(Dataset excerpts)
┄┄┄┄┄┄┄┄┄┄

use crate::domain::errors::SerializationError;
use crate::domain::namespace::Namespace;
use crate::ports::outbound::SnapshotSerializer;

/// Default snapshot serializer using bincode.
#[derive(Debug, Default, Clone, Copy)]
pub struct BincodeSnapshotSerializer;

impl SnapshotSerializer for BincodeSnapshotSerializer {
    fn serialize(&self, namespace: &Namespace) -> Result<Vec<u8>, SerializationError> {
        ::bincode::serialize(namespace).map_err(|e| SerializationError {
            message: e.to_string(),
        })
    }

    fn deserialize(&self, data: &[u8]) -> Result<Namespace, SerializationError> {
        ::bincode::deserialize(data).map_err(|e| SerializationError {
            message: e.to_string(),
        })
    }
}

#[cfg(test)]
mod tests {
    use super::*;
    use dbr_types::{Group, GroupList, PersistLevel};

    #[test]
    fn test_snapshot_preserves_queues_and_groups() {
        let groups = GroupList::new().with(Group(9));
        let mut ns = Namespace::new("snap", PersistLevel::PermanentFs, groups);
        ns.push(Group::EMPTY, "k", b"one".to_vec());
        ns.push(Group::EMPTY, "k", b"two".to_vec());
        ns.push(Group(9), "k", b"other".to_vec());

        let serializer = BincodeSnapshotSerializer;
        let bytes = serializer.serialize(&ns).unwrap();
        let restored = serializer.deserialize(&bytes).unwrap();

        assert_eq!(restored, ns);
        assert_eq!(restored.tuple_count(), 3);
    }

    #[test]
    fn test_garbage_is_rejected() {
        let result = BincodeSnapshotSerializer.deserialize(&[0xFF; 3]);
        assert!(result.is_err());
    }
}
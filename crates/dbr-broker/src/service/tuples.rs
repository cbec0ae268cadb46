//! # Tuple Operations
//!
//! put / get / read / remove / move, plus the shared helpers:
//!
//! - `commit` applies a mutation and writes persistent namespaces through to
//!   the store, rolling back if the write fails
//! - `try_fetch` takes or peeks the head tuple without waiting
//! - `fetch` wraps `try_fetch` in the condvar wait loop

use super::registry::Registry;
use super::DataBroker;
use crate::domain::errors::BrokerError;
use crate::domain::namespace::{Namespace, NamespaceHandle};
use crate::domain::requests::{FetchMode, FetchRequest};
use crate::domain::validation::{validate_key, validate_match_template, validate_value_size};
use crate::ports::outbound::NamespaceStore;
use dbr_types::{Flags, Group};
use std::time::Instant;
use tracing::{debug, warn};

pub(crate) fn unavailable(key: &str) -> BrokerError {
    BrokerError::Unavailable {
        key: key.to_string(),
    }
}

impl<S: NamespaceStore> DataBroker<S> {
    // -------------------------------------------------------------------------
    // Helpers
    // -------------------------------------------------------------------------

    /// Apply `op` to the handle's namespace.
    ///
    /// For persistent namespaces the result is saved before returning; if the
    /// save fails the namespace is restored to its previous contents.
    pub(crate) fn commit<T>(
        &self,
        registry: &mut Registry,
        handle: &NamespaceHandle,
        op: impl FnOnce(&mut Namespace) -> Result<T, BrokerError>,
    ) -> Result<T, BrokerError> {
        let live = registry.resolve_mut(handle)?;
        if !live.namespace.level().is_persistent() {
            return op(&mut live.namespace);
        }

        let before = live.namespace.clone();
        let output = op(&mut live.namespace)?;
        if let Err(e) = self.store.save(&live.namespace) {
            warn!(
                "[dbr] Failed to persist '{}', rolling back: {}",
                handle.name(),
                e
            );
            live.namespace = before;
            return Err(e.into());
        }
        Ok(output)
    }

    /// `Invalid` unless `group` is admitted by the handle's namespace.
    pub(crate) fn check_group(
        &self,
        registry: &Registry,
        handle: &NamespaceHandle,
        group: Group,
    ) -> Result<(), BrokerError> {
        let live = registry.resolve(handle)?;
        if live.namespace.groups().admits(group) {
            Ok(())
        } else {
            Err(BrokerError::invalid(format!(
                "group {} is not part of namespace '{}'",
                group.0,
                handle.name()
            )))
        }
    }

    /// One non-blocking attempt. `Ok(None)` means no tuple under the key.
    pub(crate) fn try_fetch(
        &self,
        registry: &mut Registry,
        handle: &NamespaceHandle,
        request: &FetchRequest,
    ) -> Result<Option<Vec<u8>>, BrokerError> {
        self.check_group(registry, handle, request.group)?;

        let peeked = {
            let live = registry.resolve(handle)?;
            let Some(head) = live.namespace.peek(request.group, &request.key) else {
                return Ok(None);
            };
            if let Some(capacity) = request.capacity {
                if head.len() > capacity {
                    return Err(BrokerError::UserBuffer {
                        required: head.len(),
                        available: capacity,
                    });
                }
            }
            match request.mode {
                FetchMode::Peek => Some(head.to_vec()),
                FetchMode::Take => None,
            }
        };
        if peeked.is_some() {
            return Ok(peeked);
        }

        self.commit(registry, handle, |namespace| {
            namespace
                .pop(request.group, &request.key)
                .ok_or_else(|| unavailable(&request.key))
        })
        .map(Some)
    }

    /// Fetch, waiting up to the configured timeout unless `NOWAIT` is set.
    pub(crate) fn fetch(
        &self,
        handle: &NamespaceHandle,
        request: &FetchRequest,
    ) -> Result<Vec<u8>, BrokerError> {
        validate_key(&request.key, self.config.max_key_len)?;

        let started = Instant::now();
        let deadline = started + self.config.timeout;
        let mut registry = self.registry.lock();

        loop {
            if let Some(value) = self.try_fetch(&mut registry, handle, request)? {
                debug!(
                    "[dbr] {:?} '{}' from '{}' ({} bytes)",
                    request.mode,
                    request.key,
                    handle.name(),
                    value.len()
                );
                return Ok(value);
            }

            if request.flags.contains(Flags::NOWAIT) {
                return Err(unavailable(&request.key));
            }
            if Instant::now() >= deadline {
                return Err(BrokerError::Timeout {
                    key: request.key.clone(),
                    waited_ms: started.elapsed().as_millis() as u64,
                });
            }

            self.tuple_ready.wait_until(&mut registry, deadline);
        }
    }

    // -------------------------------------------------------------------------
    // Operations
    // -------------------------------------------------------------------------

    pub(crate) fn put_tuple(
        &self,
        handle: &NamespaceHandle,
        value: Vec<u8>,
        key: &str,
        group: Group,
    ) -> Result<(), BrokerError> {
        validate_key(key, self.config.max_key_len)?;
        validate_value_size(value.len(), self.config.max_value_size)?;

        let mut registry = self.registry.lock();
        self.check_group(&registry, handle, group)?;

        let size = value.len();
        self.commit(&mut registry, handle, |namespace| {
            namespace.push(group, key, value);
            Ok(())
        })?;
        drop(registry);

        self.tuple_ready.notify_all();
        debug!("[dbr] Put '{}' into '{}' ({} bytes)", key, handle.name(), size);
        Ok(())
    }

    pub(crate) fn gather(values: &[&[u8]]) -> Result<Vec<u8>, BrokerError> {
        if values.is_empty() {
            return Err(BrokerError::invalid("gather list is empty"));
        }
        Ok(values.concat())
    }

    #[allow(clippy::too_many_arguments)]
    pub(crate) fn fetch_into(
        &self,
        handle: &NamespaceHandle,
        buf: &mut [u8],
        key: &str,
        template: &str,
        group: Group,
        flags: Flags,
        mode: FetchMode,
    ) -> Result<usize, BrokerError> {
        validate_match_template(template)?;
        let request = FetchRequest::new(key, group, flags, mode).with_capacity(buf.len());
        let value = self.fetch(handle, &request)?;
        buf[..value.len()].copy_from_slice(&value);
        Ok(value.len())
    }

    pub(crate) fn fetch_scatter(
        &self,
        handle: &NamespaceHandle,
        bufs: &mut [&mut [u8]],
        key: &str,
        template: &str,
        group: Group,
        flags: Flags,
    ) -> Result<usize, BrokerError> {
        validate_match_template(template)?;
        if bufs.is_empty() {
            return Err(BrokerError::invalid("scatter list is empty"));
        }

        let capacity = bufs.iter().map(|buf| buf.len()).sum();
        let request =
            FetchRequest::new(key, group, flags, FetchMode::Peek).with_capacity(capacity);
        let value = self.fetch(handle, &request)?;

        let mut rest = value.as_slice();
        for buf in bufs.iter_mut() {
            if rest.is_empty() {
                break;
            }
            let n = rest.len().min(buf.len());
            buf[..n].copy_from_slice(&rest[..n]);
            rest = &rest[n..];
        }
        Ok(value.len())
    }

    pub(crate) fn remove_key(
        &self,
        handle: &NamespaceHandle,
        group: Group,
        key: &str,
        template: &str,
    ) -> Result<(), BrokerError> {
        validate_key(key, self.config.max_key_len)?;
        validate_match_template(template)?;

        let mut registry = self.registry.lock();
        self.check_group(&registry, handle, group)?;
        let queue = self.commit(&mut registry, handle, |namespace| {
            namespace
                .take_queue(group, key)
                .ok_or_else(|| unavailable(key))
        })?;

        debug!(
            "[dbr] Removed '{}' from '{}' ({} tuples)",
            key,
            handle.name(),
            queue.len()
        );
        Ok(())
    }

    pub(crate) fn move_key(
        &self,
        src: &NamespaceHandle,
        src_group: Group,
        key: &str,
        template: &str,
        dst: &NamespaceHandle,
        dst_group: Group,
    ) -> Result<(), BrokerError> {
        validate_key(key, self.config.max_key_len)?;
        validate_match_template(template)?;

        let mut registry = self.registry.lock();
        self.check_group(&registry, src, src_group)?;
        self.check_group(&registry, dst, dst_group)?;

        if src.namespace_id() == dst.namespace_id() && src_group == dst_group {
            return Err(BrokerError::InvalidOperation {
                reason: format!("source and destination of '{}' are the same", key),
            });
        }
        if !registry.resolve(src)?.namespace.contains(src_group, key) {
            return Err(unavailable(key));
        }
        if registry.resolve(dst)?.namespace.contains(dst_group, key) {
            return Err(BrokerError::Exists {
                what: format!("key '{}' in '{}'", key, dst.name()),
            });
        }

        let queue = self.commit(&mut registry, src, |namespace| {
            namespace
                .take_queue(src_group, key)
                .ok_or_else(|| unavailable(key))
        })?;

        let inserted = self.commit(&mut registry, dst, |namespace| {
            namespace
                .insert_queue(dst_group, key, queue.clone())
                .map_err(|_| BrokerError::Exists {
                    what: format!("key '{}' in '{}'", key, dst.name()),
                })
        });
        if let Err(e) = inserted {
            // Put the tuples back where they came from.
            self.commit(&mut registry, src, |namespace| {
                namespace
                    .insert_queue(src_group, key, queue)
                    .map_err(|_| BrokerError::Backend {
                        message: format!("could not restore '{}' after failed move", key),
                    })
            })?;
            return Err(e);
        }
        drop(registry);

        self.tuple_ready.notify_all();
        debug!(
            "[dbr] Moved '{}' from '{}' to '{}'",
            key,
            src.name(),
            dst.name()
        );
        Ok(())
    }
}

┄┄┄┄┄┄┄┄┄┄

Directions: Beginning at the first line of the data above, retype each line until you reach the line containing "use super::*;", and include that one too. Add nothing else.

Written solution:
use crate::domain::errors::SerializationError;
use crate::domain::namespace::Namespace;
use crate::ports::outbound::SnapshotSerializer;

/// Default snapshot serializer using bincode.
#[derive(Debug, Default, Clone, Copy)]
pub struct BincodeSnapshotSerializer;

impl SnapshotSerializer for BincodeSnapshotSerializer {
    fn serialize(&self, namespace: &Namespace) -> Result<Vec<u8>, SerializationError> {
        ::bincode::serialize(namespace).map_err(|e| SerializationError {
            message: e.to_string(),
        })
    }

    fn deserialize(&self, data: &[u8]) -> Result<Namespace, SerializationError> {
        ::bincode::deserialize(data).map_err(|e| SerializationError {
            message: e.to_string(),
        })
    }
}

#[cfg(test)]
mod tests {
    use super::*;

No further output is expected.